TASK
Here are the records. Write out exactly the lines between the one holding "quick brown fox" and the one holding "pub use api::ZstdApi;", inclusive.

EXTRACTED MATERIAL START

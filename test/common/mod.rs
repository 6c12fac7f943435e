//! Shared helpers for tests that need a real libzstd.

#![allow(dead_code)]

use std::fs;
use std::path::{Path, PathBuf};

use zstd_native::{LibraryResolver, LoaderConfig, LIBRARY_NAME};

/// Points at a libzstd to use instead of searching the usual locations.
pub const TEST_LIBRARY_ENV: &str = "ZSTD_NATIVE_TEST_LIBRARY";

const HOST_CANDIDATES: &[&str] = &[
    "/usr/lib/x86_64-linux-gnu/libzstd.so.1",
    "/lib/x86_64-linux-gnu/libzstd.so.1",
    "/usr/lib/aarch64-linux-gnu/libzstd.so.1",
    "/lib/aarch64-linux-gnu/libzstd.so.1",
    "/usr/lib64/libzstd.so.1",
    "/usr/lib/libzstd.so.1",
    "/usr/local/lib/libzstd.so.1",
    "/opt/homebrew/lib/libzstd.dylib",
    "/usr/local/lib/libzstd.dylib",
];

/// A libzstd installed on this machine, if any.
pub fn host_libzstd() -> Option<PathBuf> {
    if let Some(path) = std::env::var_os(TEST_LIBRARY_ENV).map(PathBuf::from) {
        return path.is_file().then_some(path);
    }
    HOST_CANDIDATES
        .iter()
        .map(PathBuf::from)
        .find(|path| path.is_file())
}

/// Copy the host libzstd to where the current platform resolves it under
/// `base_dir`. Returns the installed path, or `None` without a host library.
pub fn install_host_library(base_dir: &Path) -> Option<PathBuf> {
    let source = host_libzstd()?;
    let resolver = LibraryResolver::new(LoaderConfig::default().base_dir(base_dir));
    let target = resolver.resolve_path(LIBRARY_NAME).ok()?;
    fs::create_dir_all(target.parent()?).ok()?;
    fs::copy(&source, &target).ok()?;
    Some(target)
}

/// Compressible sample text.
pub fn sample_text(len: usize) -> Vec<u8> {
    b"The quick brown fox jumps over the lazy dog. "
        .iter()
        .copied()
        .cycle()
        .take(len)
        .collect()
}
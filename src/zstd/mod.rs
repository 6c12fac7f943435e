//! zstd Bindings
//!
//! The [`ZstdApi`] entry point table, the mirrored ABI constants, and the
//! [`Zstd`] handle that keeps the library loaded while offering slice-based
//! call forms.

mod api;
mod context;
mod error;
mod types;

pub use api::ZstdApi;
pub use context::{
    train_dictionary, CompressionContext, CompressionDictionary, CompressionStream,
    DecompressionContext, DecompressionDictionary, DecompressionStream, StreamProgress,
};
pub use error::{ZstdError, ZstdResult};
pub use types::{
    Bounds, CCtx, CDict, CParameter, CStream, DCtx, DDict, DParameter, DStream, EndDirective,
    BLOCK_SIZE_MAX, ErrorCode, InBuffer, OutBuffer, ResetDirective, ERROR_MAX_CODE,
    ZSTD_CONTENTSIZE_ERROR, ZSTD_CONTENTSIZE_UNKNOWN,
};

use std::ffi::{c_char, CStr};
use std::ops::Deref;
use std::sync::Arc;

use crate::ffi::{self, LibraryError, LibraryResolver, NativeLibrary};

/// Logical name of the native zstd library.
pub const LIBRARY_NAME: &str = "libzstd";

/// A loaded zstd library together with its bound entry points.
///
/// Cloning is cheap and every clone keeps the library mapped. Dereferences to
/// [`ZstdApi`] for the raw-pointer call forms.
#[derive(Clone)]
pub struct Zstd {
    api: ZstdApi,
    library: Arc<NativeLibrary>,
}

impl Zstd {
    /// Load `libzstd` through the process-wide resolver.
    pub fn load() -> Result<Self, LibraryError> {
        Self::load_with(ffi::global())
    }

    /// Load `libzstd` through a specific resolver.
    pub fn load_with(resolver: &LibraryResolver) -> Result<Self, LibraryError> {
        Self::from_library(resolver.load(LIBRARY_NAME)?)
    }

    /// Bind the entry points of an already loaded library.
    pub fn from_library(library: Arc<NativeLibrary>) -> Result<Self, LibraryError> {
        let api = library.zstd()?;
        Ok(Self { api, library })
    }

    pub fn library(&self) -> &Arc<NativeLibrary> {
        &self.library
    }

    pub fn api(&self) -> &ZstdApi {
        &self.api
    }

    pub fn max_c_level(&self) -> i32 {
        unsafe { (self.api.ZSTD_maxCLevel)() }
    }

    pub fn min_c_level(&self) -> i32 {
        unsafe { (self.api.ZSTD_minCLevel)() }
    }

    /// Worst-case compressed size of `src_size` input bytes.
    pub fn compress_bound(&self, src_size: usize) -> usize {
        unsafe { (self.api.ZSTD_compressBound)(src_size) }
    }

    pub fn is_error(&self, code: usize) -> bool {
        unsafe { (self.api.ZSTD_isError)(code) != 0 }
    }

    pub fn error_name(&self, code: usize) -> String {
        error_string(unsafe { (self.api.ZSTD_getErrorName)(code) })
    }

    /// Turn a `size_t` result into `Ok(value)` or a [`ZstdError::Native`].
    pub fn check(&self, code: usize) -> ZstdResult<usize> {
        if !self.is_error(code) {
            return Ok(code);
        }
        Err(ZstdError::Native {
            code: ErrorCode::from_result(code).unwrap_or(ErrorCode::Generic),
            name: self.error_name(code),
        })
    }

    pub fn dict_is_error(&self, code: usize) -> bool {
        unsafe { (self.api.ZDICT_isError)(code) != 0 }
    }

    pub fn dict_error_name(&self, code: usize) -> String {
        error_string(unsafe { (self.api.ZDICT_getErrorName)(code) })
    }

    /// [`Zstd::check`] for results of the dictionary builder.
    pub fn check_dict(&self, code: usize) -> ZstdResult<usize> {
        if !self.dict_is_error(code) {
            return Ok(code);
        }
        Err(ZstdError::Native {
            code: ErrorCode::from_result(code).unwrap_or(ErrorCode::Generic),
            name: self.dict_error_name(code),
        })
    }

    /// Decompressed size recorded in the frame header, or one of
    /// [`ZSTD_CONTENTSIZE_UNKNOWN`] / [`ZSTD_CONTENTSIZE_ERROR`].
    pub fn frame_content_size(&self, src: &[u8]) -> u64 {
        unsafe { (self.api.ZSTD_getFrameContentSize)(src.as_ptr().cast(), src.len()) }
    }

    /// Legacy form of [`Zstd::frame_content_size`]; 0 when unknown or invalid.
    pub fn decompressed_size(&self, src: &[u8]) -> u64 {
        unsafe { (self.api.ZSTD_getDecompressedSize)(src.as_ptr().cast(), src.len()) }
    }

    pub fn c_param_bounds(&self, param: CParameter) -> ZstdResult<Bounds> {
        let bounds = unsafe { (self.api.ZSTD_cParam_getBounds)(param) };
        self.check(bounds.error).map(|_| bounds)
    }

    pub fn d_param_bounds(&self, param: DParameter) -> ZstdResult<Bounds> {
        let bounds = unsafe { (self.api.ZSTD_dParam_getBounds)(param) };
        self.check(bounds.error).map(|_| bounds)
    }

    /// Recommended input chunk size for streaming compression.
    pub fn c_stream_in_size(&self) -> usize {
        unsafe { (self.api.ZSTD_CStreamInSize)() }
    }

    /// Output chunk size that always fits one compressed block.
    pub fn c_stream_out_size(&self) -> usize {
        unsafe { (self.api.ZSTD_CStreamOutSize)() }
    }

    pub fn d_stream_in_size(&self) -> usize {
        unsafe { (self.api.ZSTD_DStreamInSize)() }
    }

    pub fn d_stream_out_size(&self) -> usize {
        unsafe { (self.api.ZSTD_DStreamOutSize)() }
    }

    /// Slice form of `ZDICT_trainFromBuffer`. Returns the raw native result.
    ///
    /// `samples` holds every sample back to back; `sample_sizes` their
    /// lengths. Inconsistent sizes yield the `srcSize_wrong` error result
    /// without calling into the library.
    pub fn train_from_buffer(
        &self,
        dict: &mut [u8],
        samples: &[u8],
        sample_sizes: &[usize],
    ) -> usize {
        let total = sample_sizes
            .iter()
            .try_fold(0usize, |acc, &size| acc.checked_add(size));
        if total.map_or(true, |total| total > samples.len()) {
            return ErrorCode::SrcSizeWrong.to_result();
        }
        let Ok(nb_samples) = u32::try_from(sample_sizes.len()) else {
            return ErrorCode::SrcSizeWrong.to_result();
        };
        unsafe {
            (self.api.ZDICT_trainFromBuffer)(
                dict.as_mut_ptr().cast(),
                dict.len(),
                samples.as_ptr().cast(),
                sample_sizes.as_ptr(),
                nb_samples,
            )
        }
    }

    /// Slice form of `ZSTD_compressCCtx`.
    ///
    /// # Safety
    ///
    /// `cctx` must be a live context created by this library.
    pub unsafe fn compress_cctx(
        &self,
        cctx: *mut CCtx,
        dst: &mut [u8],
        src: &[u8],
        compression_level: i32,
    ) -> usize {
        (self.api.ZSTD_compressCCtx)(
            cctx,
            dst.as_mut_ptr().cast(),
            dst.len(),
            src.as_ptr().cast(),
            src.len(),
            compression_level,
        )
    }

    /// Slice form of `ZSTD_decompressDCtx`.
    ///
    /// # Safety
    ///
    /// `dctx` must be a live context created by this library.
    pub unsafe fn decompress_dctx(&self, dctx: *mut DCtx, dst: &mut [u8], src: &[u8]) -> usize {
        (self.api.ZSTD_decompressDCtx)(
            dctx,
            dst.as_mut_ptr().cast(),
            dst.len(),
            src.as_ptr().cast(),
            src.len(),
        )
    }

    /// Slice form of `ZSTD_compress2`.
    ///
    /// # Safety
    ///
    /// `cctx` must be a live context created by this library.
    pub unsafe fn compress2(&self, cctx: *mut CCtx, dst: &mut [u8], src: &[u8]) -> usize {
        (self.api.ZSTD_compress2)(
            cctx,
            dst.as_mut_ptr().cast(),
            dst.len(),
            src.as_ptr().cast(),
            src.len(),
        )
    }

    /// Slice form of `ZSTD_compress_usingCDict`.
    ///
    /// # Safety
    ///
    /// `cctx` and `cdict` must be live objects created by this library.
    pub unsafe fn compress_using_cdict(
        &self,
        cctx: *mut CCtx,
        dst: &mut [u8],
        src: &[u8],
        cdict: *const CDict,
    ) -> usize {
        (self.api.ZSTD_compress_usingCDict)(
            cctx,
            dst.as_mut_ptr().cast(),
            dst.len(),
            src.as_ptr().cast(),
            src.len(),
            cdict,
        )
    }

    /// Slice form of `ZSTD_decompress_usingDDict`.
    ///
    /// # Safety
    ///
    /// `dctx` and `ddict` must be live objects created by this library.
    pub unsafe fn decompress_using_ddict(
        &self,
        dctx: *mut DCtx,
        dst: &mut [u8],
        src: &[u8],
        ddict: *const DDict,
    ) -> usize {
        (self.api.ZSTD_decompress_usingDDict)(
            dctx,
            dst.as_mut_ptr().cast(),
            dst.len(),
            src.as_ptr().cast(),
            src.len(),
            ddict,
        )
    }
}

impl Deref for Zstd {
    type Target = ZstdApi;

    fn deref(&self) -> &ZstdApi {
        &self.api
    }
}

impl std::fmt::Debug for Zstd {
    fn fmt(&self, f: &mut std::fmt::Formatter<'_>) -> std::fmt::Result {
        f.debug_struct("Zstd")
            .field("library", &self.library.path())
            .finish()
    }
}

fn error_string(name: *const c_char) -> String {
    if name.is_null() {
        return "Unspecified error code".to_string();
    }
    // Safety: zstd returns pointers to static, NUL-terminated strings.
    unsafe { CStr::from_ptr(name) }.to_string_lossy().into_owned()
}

EXTRACTED MATERIAL END

EXERCISE SOLUTION
    b"The quick brown fox jumps over the lazy dog. "
        .iter()
        .copied()
        .cycle()
        .take(len)
        .collect()
}
filename src/zstd/mod.rs
repository 6c12fac7f943435e
//! zstd Bindings
//!
//! The [`ZstdApi`] entry point table, the mirrored ABI constants, and the
//! [`Zstd`] handle that keeps the library loaded while offering slice-based
//! call forms.

mod api;
mod context;
mod error;
mod types;

pub use api::ZstdApi;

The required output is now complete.